START Source information
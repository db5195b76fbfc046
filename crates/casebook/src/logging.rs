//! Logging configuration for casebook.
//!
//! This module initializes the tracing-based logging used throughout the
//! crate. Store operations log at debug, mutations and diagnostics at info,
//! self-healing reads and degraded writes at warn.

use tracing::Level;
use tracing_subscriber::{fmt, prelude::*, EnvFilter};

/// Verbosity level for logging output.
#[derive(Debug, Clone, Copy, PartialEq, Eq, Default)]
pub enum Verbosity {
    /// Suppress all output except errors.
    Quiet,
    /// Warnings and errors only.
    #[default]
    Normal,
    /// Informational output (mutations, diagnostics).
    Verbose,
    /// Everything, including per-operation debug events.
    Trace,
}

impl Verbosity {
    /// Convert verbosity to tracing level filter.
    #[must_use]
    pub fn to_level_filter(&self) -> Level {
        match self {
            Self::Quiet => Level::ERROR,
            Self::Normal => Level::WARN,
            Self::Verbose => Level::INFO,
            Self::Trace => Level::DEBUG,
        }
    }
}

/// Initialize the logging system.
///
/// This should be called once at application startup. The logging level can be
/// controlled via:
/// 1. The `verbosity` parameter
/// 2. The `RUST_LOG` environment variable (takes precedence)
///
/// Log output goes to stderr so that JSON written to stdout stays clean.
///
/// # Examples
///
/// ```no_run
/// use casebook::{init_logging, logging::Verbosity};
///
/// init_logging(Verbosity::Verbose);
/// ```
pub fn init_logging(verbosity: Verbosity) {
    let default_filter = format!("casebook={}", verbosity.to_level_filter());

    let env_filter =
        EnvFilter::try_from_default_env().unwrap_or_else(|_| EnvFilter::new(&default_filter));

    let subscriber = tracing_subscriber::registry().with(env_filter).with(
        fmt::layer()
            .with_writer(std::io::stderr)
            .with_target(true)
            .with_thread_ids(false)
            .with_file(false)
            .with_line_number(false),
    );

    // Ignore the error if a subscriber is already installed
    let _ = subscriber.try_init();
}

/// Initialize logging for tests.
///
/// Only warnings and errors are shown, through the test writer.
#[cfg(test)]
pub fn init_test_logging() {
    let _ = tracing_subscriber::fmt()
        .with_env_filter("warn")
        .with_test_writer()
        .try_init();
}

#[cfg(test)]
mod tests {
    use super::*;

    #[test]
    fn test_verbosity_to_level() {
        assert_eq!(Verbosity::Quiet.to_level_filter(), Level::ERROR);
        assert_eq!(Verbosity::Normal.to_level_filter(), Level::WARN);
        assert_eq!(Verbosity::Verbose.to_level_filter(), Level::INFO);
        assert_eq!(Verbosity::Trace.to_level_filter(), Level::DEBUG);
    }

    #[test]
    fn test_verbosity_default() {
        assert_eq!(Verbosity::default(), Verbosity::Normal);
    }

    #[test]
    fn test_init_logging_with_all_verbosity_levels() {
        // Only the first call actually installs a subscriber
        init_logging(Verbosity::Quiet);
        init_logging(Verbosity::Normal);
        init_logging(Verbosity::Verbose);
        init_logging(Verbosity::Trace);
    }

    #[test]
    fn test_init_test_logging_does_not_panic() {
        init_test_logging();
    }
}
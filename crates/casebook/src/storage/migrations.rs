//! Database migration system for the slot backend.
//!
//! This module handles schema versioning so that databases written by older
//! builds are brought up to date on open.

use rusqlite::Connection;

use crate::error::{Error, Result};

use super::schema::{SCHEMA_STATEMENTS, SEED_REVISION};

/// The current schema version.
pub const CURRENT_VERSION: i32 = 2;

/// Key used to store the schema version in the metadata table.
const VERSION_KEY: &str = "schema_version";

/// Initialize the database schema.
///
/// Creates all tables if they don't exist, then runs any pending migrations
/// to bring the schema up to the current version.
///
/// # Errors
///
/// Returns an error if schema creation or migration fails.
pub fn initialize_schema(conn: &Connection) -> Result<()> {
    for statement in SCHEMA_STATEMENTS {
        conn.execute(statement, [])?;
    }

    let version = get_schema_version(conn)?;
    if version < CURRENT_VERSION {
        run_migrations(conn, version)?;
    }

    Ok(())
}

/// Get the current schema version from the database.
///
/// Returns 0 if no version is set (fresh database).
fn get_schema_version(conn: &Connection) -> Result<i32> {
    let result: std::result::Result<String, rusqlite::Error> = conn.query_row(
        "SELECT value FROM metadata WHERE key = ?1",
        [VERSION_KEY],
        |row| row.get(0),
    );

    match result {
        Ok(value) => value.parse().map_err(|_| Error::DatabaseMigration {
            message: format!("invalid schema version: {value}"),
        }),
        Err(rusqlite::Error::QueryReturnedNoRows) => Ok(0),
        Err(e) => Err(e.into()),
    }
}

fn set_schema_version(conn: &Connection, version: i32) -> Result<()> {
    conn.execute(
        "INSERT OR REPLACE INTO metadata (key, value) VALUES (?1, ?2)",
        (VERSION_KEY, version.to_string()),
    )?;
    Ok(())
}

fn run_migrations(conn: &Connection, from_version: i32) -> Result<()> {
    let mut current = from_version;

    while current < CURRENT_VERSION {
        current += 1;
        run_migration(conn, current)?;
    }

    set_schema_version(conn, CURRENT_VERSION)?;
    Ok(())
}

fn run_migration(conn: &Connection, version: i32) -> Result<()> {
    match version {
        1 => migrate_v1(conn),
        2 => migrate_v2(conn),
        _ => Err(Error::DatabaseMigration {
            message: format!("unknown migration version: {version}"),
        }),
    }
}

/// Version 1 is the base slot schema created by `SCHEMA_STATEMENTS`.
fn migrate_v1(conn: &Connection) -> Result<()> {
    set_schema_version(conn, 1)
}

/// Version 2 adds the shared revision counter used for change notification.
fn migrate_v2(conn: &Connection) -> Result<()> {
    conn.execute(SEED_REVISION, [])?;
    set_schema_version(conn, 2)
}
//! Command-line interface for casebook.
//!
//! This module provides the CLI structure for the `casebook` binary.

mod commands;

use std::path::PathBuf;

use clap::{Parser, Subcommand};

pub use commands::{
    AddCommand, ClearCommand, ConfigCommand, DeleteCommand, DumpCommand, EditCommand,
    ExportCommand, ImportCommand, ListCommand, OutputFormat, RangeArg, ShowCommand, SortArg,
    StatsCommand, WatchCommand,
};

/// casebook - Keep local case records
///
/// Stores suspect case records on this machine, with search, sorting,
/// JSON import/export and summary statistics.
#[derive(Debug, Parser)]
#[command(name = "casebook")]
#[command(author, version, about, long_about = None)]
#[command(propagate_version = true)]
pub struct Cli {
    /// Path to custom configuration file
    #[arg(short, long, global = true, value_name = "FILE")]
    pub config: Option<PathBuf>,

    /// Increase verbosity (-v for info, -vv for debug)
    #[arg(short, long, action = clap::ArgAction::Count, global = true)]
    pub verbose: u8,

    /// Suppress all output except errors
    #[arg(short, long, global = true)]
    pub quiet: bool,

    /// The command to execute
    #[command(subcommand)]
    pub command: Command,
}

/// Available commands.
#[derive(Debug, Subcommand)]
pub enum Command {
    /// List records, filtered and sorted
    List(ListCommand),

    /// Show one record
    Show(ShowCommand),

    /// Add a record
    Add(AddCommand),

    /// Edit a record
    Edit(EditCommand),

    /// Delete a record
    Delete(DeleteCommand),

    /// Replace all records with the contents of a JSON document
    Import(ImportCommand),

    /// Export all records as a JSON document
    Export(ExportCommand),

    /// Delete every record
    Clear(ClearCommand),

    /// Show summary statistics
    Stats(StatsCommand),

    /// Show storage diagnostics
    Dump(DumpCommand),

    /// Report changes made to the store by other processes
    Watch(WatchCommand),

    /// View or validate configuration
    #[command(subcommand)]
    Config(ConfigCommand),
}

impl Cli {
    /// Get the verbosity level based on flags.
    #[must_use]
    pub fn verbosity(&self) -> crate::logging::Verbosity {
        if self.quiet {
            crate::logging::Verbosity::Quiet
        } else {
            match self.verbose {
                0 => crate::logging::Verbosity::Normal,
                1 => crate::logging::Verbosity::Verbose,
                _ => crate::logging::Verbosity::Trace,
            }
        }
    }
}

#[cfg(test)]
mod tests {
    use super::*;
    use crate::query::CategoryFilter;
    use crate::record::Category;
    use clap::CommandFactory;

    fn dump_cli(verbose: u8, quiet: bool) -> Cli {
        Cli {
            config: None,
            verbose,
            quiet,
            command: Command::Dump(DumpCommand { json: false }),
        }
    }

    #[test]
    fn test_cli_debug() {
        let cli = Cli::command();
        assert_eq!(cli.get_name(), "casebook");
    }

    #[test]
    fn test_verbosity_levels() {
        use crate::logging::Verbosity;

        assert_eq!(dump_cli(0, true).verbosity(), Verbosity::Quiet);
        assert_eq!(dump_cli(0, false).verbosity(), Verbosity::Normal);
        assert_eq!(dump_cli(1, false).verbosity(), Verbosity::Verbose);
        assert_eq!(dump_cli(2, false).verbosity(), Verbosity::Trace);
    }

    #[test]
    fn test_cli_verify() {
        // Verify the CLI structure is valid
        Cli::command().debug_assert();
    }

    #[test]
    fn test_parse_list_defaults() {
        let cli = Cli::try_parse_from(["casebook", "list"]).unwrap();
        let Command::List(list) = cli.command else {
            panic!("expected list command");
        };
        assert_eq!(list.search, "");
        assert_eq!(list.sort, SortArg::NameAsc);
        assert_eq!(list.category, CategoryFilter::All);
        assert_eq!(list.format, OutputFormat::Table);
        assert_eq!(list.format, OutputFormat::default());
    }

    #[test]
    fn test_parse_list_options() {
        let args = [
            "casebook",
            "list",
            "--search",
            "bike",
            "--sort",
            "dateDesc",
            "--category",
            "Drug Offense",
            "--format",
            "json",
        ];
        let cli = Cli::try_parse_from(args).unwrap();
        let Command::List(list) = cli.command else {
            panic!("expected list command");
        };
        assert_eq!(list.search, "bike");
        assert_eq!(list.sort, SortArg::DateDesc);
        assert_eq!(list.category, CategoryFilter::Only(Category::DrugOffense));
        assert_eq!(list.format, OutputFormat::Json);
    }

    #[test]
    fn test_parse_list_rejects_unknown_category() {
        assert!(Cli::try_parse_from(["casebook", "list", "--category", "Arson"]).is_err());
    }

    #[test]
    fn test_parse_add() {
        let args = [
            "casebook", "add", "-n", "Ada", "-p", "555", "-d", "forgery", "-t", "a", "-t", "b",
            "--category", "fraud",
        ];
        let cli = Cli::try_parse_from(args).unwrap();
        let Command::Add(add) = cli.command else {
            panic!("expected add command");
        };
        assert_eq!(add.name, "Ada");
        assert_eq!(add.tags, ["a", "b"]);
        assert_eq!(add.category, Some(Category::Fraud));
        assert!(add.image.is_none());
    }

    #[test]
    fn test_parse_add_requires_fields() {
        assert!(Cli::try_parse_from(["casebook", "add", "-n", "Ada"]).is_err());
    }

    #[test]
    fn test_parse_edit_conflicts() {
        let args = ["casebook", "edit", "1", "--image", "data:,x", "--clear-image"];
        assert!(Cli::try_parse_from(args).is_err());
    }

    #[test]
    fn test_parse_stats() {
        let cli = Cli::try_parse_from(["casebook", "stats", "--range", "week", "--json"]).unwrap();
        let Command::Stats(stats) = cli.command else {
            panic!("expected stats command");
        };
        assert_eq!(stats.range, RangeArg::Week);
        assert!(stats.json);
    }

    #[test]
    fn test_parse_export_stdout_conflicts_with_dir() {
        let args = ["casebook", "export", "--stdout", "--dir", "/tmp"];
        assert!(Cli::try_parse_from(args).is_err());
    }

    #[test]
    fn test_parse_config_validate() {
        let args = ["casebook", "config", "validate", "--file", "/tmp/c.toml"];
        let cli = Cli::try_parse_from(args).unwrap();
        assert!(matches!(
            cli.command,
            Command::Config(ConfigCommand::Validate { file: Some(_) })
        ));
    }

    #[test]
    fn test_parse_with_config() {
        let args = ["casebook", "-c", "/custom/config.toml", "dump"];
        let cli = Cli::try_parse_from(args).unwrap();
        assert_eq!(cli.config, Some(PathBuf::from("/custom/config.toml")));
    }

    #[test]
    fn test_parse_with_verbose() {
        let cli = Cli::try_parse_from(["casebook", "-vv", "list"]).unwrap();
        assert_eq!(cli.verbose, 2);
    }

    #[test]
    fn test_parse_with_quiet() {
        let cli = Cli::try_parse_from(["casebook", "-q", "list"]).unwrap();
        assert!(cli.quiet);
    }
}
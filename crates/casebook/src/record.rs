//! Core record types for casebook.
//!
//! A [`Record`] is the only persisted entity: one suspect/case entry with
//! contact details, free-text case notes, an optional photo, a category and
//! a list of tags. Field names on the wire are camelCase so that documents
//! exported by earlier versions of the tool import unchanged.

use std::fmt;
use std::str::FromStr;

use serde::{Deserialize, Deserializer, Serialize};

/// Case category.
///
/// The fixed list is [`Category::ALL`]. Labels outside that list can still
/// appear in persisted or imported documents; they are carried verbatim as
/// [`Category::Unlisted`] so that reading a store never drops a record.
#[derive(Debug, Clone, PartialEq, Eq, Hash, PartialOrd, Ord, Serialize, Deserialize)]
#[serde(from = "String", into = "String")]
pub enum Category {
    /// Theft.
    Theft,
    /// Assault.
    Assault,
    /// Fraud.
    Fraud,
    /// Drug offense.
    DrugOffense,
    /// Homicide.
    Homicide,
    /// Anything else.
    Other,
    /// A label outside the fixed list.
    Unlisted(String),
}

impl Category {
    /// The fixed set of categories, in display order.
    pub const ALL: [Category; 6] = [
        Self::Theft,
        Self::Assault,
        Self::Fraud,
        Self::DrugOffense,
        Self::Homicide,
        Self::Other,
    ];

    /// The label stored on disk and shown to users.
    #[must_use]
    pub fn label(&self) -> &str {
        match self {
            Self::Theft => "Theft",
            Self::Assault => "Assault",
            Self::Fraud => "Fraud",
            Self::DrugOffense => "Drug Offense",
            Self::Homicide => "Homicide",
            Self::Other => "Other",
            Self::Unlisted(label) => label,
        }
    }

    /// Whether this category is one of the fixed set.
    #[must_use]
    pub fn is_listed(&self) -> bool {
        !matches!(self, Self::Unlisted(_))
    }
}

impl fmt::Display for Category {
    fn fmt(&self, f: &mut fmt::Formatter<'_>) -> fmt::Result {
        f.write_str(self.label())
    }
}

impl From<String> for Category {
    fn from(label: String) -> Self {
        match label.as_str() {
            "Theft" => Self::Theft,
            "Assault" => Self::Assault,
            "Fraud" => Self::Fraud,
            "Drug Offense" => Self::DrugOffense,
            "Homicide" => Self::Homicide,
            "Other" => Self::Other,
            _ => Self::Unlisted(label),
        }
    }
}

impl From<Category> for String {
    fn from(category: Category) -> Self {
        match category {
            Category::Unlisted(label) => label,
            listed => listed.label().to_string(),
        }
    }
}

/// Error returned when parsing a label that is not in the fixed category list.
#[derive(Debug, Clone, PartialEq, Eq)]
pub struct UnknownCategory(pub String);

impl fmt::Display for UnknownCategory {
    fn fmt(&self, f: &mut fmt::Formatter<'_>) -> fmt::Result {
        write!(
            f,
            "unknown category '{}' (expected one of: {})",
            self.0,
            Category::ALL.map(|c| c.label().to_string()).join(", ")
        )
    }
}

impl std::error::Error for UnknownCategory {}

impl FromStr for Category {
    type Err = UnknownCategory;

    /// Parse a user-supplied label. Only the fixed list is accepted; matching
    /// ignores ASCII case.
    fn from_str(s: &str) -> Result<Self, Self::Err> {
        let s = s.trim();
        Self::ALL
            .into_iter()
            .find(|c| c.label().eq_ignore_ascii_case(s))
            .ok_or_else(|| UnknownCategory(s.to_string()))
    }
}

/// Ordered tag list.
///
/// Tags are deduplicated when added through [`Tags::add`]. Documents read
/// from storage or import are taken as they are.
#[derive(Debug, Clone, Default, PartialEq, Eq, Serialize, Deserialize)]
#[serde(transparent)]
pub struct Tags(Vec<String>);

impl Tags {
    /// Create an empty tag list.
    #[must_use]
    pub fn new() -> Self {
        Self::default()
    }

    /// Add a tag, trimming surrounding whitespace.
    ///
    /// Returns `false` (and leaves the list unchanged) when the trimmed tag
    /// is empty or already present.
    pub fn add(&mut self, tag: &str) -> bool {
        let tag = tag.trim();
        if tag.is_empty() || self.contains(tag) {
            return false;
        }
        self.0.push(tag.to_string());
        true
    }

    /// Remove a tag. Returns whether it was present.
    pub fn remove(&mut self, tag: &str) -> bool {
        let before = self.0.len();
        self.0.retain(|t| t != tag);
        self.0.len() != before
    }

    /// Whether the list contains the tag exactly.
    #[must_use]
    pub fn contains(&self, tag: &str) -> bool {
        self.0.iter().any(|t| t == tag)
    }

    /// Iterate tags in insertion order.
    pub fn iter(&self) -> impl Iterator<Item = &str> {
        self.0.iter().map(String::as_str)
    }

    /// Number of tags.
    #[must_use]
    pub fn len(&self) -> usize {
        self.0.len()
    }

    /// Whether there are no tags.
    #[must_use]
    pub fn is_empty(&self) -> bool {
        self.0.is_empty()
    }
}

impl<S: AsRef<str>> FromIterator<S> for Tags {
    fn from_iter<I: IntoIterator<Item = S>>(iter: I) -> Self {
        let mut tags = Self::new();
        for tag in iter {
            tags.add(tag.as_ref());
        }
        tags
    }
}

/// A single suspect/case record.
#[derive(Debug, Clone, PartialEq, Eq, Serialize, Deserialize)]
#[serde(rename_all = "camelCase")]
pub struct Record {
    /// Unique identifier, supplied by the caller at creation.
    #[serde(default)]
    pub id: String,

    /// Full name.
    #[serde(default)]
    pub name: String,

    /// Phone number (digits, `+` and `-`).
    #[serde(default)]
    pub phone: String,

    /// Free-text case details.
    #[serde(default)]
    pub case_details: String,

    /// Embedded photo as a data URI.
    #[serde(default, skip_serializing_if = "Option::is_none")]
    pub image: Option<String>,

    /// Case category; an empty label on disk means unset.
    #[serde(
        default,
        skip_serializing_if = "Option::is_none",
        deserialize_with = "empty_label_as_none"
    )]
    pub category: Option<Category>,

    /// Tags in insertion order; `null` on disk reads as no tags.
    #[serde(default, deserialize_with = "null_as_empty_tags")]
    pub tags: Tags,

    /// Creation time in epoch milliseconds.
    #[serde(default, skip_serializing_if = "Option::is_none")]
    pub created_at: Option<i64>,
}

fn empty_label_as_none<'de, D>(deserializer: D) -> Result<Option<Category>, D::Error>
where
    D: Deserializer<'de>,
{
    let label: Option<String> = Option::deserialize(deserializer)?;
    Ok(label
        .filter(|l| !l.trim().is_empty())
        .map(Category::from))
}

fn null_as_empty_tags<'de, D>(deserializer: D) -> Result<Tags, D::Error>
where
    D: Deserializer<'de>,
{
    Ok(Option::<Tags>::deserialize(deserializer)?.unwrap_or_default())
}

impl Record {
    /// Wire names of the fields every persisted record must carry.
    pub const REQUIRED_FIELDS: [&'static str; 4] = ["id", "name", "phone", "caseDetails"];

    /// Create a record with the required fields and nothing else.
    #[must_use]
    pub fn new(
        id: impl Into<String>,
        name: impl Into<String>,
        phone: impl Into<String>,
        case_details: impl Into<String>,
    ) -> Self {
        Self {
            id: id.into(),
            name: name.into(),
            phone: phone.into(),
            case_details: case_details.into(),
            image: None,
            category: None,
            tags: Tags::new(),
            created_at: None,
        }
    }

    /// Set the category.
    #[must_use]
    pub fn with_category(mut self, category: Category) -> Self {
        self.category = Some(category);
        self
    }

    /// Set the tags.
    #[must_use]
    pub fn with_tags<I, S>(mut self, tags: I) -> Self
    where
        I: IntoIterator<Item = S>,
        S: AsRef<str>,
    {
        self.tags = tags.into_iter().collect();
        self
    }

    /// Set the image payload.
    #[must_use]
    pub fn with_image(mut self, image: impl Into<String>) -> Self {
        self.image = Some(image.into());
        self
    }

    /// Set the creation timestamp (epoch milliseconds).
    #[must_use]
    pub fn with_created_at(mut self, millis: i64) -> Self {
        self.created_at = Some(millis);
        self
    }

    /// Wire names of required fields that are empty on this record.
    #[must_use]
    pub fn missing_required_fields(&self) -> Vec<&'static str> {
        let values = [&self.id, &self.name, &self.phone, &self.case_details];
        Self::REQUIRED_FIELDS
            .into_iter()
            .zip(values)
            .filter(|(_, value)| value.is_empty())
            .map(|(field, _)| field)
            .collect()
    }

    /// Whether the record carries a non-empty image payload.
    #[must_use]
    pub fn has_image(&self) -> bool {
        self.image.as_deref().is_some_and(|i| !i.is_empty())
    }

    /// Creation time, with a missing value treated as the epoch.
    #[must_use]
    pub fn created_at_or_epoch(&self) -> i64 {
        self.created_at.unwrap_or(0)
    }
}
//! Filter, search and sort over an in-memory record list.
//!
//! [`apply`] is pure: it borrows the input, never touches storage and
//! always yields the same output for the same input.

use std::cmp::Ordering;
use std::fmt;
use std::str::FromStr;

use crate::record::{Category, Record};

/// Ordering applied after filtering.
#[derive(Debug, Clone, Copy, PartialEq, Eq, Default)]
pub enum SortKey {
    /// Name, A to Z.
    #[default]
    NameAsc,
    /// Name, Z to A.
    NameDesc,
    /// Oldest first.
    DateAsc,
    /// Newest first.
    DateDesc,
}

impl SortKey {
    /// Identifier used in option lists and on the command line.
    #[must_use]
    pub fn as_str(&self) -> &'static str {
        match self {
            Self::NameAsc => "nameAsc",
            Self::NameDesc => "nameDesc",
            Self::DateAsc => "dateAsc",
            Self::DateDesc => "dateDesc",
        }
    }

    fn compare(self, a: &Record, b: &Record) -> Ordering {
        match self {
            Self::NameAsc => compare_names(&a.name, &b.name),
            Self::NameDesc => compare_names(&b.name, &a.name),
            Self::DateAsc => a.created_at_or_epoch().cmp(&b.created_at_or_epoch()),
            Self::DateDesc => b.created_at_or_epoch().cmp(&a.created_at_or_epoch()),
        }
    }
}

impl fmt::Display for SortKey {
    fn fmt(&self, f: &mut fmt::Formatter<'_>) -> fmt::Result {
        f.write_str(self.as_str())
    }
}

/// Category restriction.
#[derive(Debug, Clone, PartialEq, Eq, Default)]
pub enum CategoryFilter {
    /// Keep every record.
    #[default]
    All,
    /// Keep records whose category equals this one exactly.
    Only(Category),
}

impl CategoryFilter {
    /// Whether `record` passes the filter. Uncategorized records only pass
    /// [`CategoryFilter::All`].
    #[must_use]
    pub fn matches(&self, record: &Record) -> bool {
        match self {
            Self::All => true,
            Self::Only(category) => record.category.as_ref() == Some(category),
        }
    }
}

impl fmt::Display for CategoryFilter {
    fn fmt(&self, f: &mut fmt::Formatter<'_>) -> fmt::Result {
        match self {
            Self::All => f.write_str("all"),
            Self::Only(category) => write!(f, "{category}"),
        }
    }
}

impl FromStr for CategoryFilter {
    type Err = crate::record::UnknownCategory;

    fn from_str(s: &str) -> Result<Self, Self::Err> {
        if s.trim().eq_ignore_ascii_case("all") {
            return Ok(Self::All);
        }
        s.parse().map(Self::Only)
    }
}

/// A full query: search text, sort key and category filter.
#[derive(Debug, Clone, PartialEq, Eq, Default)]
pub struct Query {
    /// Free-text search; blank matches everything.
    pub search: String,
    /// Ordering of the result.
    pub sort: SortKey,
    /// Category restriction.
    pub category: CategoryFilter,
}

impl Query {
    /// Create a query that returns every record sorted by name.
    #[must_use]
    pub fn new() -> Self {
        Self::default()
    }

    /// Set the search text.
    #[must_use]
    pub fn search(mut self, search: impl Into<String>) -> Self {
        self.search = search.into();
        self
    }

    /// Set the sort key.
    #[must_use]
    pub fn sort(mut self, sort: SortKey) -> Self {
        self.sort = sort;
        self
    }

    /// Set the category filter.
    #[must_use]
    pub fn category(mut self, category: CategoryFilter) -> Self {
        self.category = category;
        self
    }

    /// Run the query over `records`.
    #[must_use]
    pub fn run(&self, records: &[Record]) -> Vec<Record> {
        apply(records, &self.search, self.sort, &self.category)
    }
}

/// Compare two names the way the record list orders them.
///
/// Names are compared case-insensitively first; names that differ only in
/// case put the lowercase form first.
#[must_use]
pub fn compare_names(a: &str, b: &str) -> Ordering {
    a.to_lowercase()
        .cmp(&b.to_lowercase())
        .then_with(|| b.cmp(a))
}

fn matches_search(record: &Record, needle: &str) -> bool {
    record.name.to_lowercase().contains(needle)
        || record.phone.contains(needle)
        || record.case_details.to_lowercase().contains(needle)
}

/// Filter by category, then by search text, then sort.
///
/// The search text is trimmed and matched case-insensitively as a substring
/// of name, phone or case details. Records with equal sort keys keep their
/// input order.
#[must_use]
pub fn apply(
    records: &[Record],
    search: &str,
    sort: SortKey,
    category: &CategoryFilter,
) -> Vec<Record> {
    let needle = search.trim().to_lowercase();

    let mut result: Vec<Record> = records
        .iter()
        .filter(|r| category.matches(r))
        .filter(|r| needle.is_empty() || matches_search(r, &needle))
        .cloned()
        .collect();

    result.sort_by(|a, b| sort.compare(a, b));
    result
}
END Source information
=== Task goal ===
Please output the exact lines of the records above, beginning with the first and stopping after the line that holds "the test writer.", and nothing else.

=== Task output ===
repository db5195b76fbfc046
filename crates/casebook/src/logging.rs
//! Logging configuration for casebook.
//!
//! This module initializes the tracing-based logging used throughout the
//! crate. Store operations log at debug, mutations and diagnostics at info,
//! self-healing reads and degraded writes at warn.

use tracing::Level;
use tracing_subscriber::{fmt, prelude::*, EnvFilter};

/// Verbosity level for logging output.
#[derive(Debug, Clone, Copy, PartialEq, Eq, Default)]
pub enum Verbosity {
    /// Suppress all output except errors.
    Quiet,
    /// Warnings and errors only.
    #[default]
    Normal,
    /// Informational output (mutations, diagnostics).
    Verbose,
    /// Everything, including per-operation debug events.
    Trace,
}

impl Verbosity {
    /// Convert verbosity to tracing level filter.
    #[must_use]
    pub fn to_level_filter(&self) -> Level {
        match self {
            Self::Quiet => Level::ERROR,
            Self::Normal => Level::WARN,
            Self::Verbose => Level::INFO,
            Self::Trace => Level::DEBUG,
        }
    }
}

/// Initialize the logging system.
///
/// This should be called once at application startup. The logging level can be
/// controlled via:
/// 1. The `verbosity` parameter
/// 2. The `RUST_LOG` environment variable (takes precedence)
///
/// Log output goes to stderr so that JSON written to stdout stays clean.
///
/// # Examples
///
/// ```no_run
/// use casebook::{init_logging, logging::Verbosity};
///
/// init_logging(Verbosity::Verbose);
/// ```
pub fn init_logging(verbosity: Verbosity) {
    let default_filter = format!("casebook={}", verbosity.to_level_filter());

    let env_filter =
        EnvFilter::try_from_default_env().unwrap_or_else(|_| EnvFilter::new(&default_filter));

    let subscriber = tracing_subscriber::registry().with(env_filter).with(
        fmt::layer()
            .with_writer(std::io::stderr)
            .with_target(true)
            .with_thread_ids(false)
            .with_file(false)
            .with_line_number(false),
    );

    // Ignore the error if a subscriber is already installed
    let _ = subscriber.try_init();
}

/// Initialize logging for tests.
///
/// Only warnings and errors are shown, through the test writer.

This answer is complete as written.